[Opening TASK DATA section]

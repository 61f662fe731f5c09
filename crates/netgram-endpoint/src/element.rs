//! Typed element transfer layered on the byte-oriented endpoint.
//!
//! The transfer paths of [`UdpEndpoint`] move raw bytes only. This module
//! reinterprets a datagram as a sequence of fixed-size native-endian
//! scalars on top of those paths, without pushing type genericity into the
//! endpoint itself.

use byteorder::{ByteOrder, NativeEndian};
use netgram_core::error::Result;

use crate::endpoint::UdpEndpoint;

/// A fixed-size scalar that can be reinterpreted from and to raw datagram
/// bytes in native byte order.
pub trait Element: Copy {
    /// Size of one element on the wire, in bytes.
    const SIZE: usize;

    /// Reads one element from `bytes`, which holds at least `SIZE` bytes.
    fn read(bytes: &[u8]) -> Self;

    /// Appends this element's bytes to `out`.
    fn write(&self, out: &mut Vec<u8>);
}

impl Element for u8 {
    const SIZE: usize = 1;

    fn read(bytes: &[u8]) -> Self {
        bytes[0]
    }

    fn write(&self, out: &mut Vec<u8>) {
        out.push(*self);
    }
}

impl Element for i8 {
    const SIZE: usize = 1;

    fn read(bytes: &[u8]) -> Self {
        bytes[0] as i8
    }

    fn write(&self, out: &mut Vec<u8>) {
        out.push(*self as u8);
    }
}

macro_rules! scalar_element {
    ($ty:ty, $size:expr, $read:ident, $write:ident) => {
        impl Element for $ty {
            const SIZE: usize = $size;

            fn read(bytes: &[u8]) -> Self {
                NativeEndian::$read(bytes)
            }

            fn write(&self, out: &mut Vec<u8>) {
                let mut raw = [0u8; $size];
                NativeEndian::$write(&mut raw, *self);
                out.extend_from_slice(&raw);
            }
        }
    };
}

scalar_element!(u16, 2, read_u16, write_u16);
scalar_element!(i16, 2, read_i16, write_i16);
scalar_element!(u32, 4, read_u32, write_u32);
scalar_element!(i32, 4, read_i32, write_i32);
scalar_element!(u64, 8, read_u64, write_u64);
scalar_element!(i64, 8, read_i64, write_i64);
scalar_element!(f32, 4, read_f32, write_f32);
scalar_element!(f64, 8, read_f64, write_f64);

/// Sends a slice of elements as one datagram to the configured remote.
pub fn send_elements<T: Element>(endpoint: &UdpEndpoint, items: &[T]) -> Result<usize> {
    endpoint.send(&encode(items))
}

/// Sends a slice of elements as one datagram to an explicit destination.
pub fn send_elements_to<T: Element>(
    endpoint: &UdpEndpoint,
    items: &[T],
    port: u16,
    address: &str,
) -> Result<usize> {
    endpoint.send_to(&encode(items), port, address)
}

/// Receives one datagram of at most `max_bytes` and reinterprets it as
/// elements. A trailing partial element is zero-padded to full size; the
/// result is empty when the receive timed out.
pub fn recv_elements<T: Element>(endpoint: &UdpEndpoint, max_bytes: u16) -> Result<Vec<T>> {
    Ok(decode(endpoint.recv_sized(max_bytes)?))
}

fn encode<T: Element>(items: &[T]) -> Vec<u8> {
    let mut out = Vec::with_capacity(items.len() * T::SIZE);
    for item in items {
        item.write(&mut out);
    }
    out
}

fn decode<T: Element>(mut bytes: Vec<u8>) -> Vec<T> {
    if bytes.is_empty() {
        return Vec::new();
    }
    let remainder = bytes.len() % T::SIZE;
    if remainder != 0 {
        bytes.resize(bytes.len() + T::SIZE - remainder, 0);
    }
    bytes.chunks_exact(T::SIZE).map(T::read).collect()
}

#[cfg(test)]
mod tests {
    use super::*;

    #[test]
    fn u32_slices_survive_the_byte_round_trip() {
        let items = [1u32, 0xDEAD_BEEF, u32::MAX];
        let bytes = encode(&items);
        assert_eq!(bytes.len(), 12);
        assert_eq!(decode::<u32>(bytes), items);
    }

    #[test]
    fn f64_slices_survive_the_byte_round_trip() {
        let items = [0.5f64, -13.25, f64::MIN_POSITIVE];
        assert_eq!(decode::<f64>(encode(&items)), items);
    }

    #[test]
    fn trailing_partial_element_is_zero_padded() {
        // Five bytes decoded as u32: one full element plus one padded one.
        let decoded = decode::<u32>(vec![0xAA, 0xBB, 0xCC, 0xDD, 0x01]);
        assert_eq!(decoded.len(), 2);
        assert_eq!(decoded[0], u32::from_ne_bytes([0xAA, 0xBB, 0xCC, 0xDD]));
        assert_eq!(decoded[1], u32::from_ne_bytes([0x01, 0, 0, 0]));
    }

    #[test]
    fn empty_input_decodes_to_nothing() {
        assert!(decode::<u16>(Vec::new()).is_empty());
    }

    #[test]
    fn signed_bytes_keep_their_sign() {
        let items = [-1i8, 0, 127, -128];
        assert_eq!(decode::<i8>(encode(&items)), items);
    }
}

[Closing TASK DATA section]

= TASK PROMPT =
Copy down the complete data exactly as supplied.

= EXERCISE ANSWER =
repository 61f662fe731f5c09
filename crates/netgram-endpoint/src/element.rs
//! Typed element transfer layered on the byte-oriented endpoint.
//!
//! The transfer paths of [`UdpEndpoint`] move raw bytes only. This module
//! reinterprets a datagram as a sequence of fixed-size native-endian
//! scalars on top of those paths, without pushing type genericity into the
//! endpoint itself.

use byteorder::{ByteOrder, NativeEndian};
use netgram_core::error::Result;

use crate::endpoint::UdpEndpoint;

/// A fixed-size scalar that can be reinterpreted from and to raw datagram
/// bytes in native byte order.
pub trait Element: Copy {
    /// Size of one element on the wire, in bytes.
    const SIZE: usize;

    /// Reads one element from `bytes`, which holds at least `SIZE` bytes.
    fn read(bytes: &[u8]) -> Self;

    /// Appends this element's bytes to `out`.
    fn write(&self, out: &mut Vec<u8>);
}

impl Element for u8 {
    const SIZE: usize = 1;

    fn read(bytes: &[u8]) -> Self {
        bytes[0]
    }

    fn write(&self, out: &mut Vec<u8>) {
        out.push(*self);
    }
}

impl Element for i8 {
    const SIZE: usize = 1;

    fn read(bytes: &[u8]) -> Self {
        bytes[0] as i8
    }

    fn write(&self, out: &mut Vec<u8>) {
        out.push(*self as u8);
    }
}

macro_rules! scalar_element {
    ($ty:ty, $size:expr, $read:ident, $write:ident) => {
        impl Element for $ty {
            const SIZE: usize = $size;

            fn read(bytes: &[u8]) -> Self {
                NativeEndian::$read(bytes)
            }

            fn write(&self, out: &mut Vec<u8>) {
                let mut raw = [0u8; $size];
                NativeEndian::$write(&mut raw, *self);
                out.extend_from_slice(&raw);
            }
        }
    };
}

scalar_element!(u16, 2, read_u16, write_u16);
scalar_element!(i16, 2, read_i16, write_i16);
scalar_element!(u32, 4, read_u32, write_u32);
scalar_element!(i32, 4, read_i32, write_i32);
scalar_element!(u64, 8, read_u64, write_u64);
scalar_element!(i64, 8, read_i64, write_i64);
scalar_element!(f32, 4, read_f32, write_f32);
scalar_element!(f64, 8, read_f64, write_f64);

/// Sends a slice of elements as one datagram to the configured remote.
pub fn send_elements<T: Element>(endpoint: &UdpEndpoint, items: &[T]) -> Result<usize> {
    endpoint.send(&encode(items))
}

/// Sends a slice of elements as one datagram to an explicit destination.
pub fn send_elements_to<T: Element>(
    endpoint: &UdpEndpoint,
    items: &[T],
    port: u16,
    address: &str,
) -> Result<usize> {
    endpoint.send_to(&encode(items), port, address)
}

/// Receives one datagram of at most `max_bytes` and reinterprets it as
/// elements. A trailing partial element is zero-padded to full size; the
/// result is empty when the receive timed out.
pub fn recv_elements<T: Element>(endpoint: &UdpEndpoint, max_bytes: u16) -> Result<Vec<T>> {
    Ok(decode(endpoint.recv_sized(max_bytes)?))
}

fn encode<T: Element>(items: &[T]) -> Vec<u8> {
    let mut out = Vec::with_capacity(items.len() * T::SIZE);
    for item in items {
        item.write(&mut out);
    }
    out
}

fn decode<T: Element>(mut bytes: Vec<u8>) -> Vec<T> {
    if bytes.is_empty() {
        return Vec::new();
    }
    let remainder = bytes.len() % T::SIZE;
    if remainder != 0 {
        bytes.resize(bytes.len() + T::SIZE - remainder, 0);
    }
    bytes.chunks_exact(T::SIZE).map(T::read).collect()
}

#[cfg(test)]
mod tests {
    use super::*;

    #[test]
    fn u32_slices_survive_the_byte_round_trip() {
        let items = [1u32, 0xDEAD_BEEF, u32::MAX];
        let bytes = encode(&items);
        assert_eq!(bytes.len(), 12);
        assert_eq!(decode::<u32>(bytes), items);
    }

    #[test]
    fn f64_slices_survive_the_byte_round_trip() {
        let items = [0.5f64, -13.25, f64::MIN_POSITIVE];
        assert_eq!(decode::<f64>(encode(&items)), items);
    }

    #[test]
    fn trailing_partial_element_is_zero_padded() {
        // Five bytes decoded as u32: one full element plus one padded one.
        let decoded = decode::<u32>(vec![0xAA, 0xBB, 0xCC, 0xDD, 0x01]);
        assert_eq!(decoded.len(), 2);
        assert_eq!(decoded[0], u32::from_ne_bytes([0xAA, 0xBB, 0xCC, 0xDD]));
        assert_eq!(decoded[1], u32::from_ne_bytes([0x01, 0, 0, 0]));
    }

    #[test]
    fn empty_input_decodes_to_nothing() {
        assert!(decode::<u16>(Vec::new()).is_empty());
    }

    #[test]
    fn signed_bytes_keep_their_sign() {
        let items = [-1i8, 0, 127, -128];
        assert_eq!(decode::<i8>(encode(&items)), items);
    }
}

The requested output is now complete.